═════ DATA IN THIS EXERCISE ═════

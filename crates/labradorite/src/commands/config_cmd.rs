//! Config subcommand handlers.

use crate::cli::{ConfigArgs, ConfigCommand, GlobalOpts};
use crate::config;
use crate::error::CliError;
use crate::output;

pub fn handle(args: &ConfigArgs, global: &GlobalOpts) -> Result<(), CliError> {
    match args.command {
        ConfigCommand::Show => {
            let cfg = config::resolve(global)?;
            output::print_output(&cfg.to_toml()?, global.quiet);
        }
        ConfigCommand::Path => {
            let path = global
                .config
                .clone()
                .unwrap_or_else(labradorite_config::config_path);
            output::print_output(&path.display().to_string(), global.quiet);
        }
    }
    Ok(())
}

═════

## YOUR OBJECTIVE
Would you copy the data exactly as shown above?

## EXERCISE RESPONSE
filename crates/labradorite/src/commands/config_cmd.rs
//! Config subcommand handlers.

use crate::cli::{ConfigArgs, ConfigCommand, GlobalOpts};
use crate::config;
use crate::error::CliError;
use crate::output;

pub fn handle(args: &ConfigArgs, global: &GlobalOpts) -> Result<(), CliError> {
    match args.command {
        ConfigCommand::Show => {
            let cfg = config::resolve(global)?;
            output::print_output(&cfg.to_toml()?, global.quiet);
        }
        ConfigCommand::Path => {
            let path = global
                .config
                .clone()
                .unwrap_or_else(labradorite_config::config_path);
            output::print_output(&path.display().to_string(), global.quiet);
        }
    }
    Ok(())
}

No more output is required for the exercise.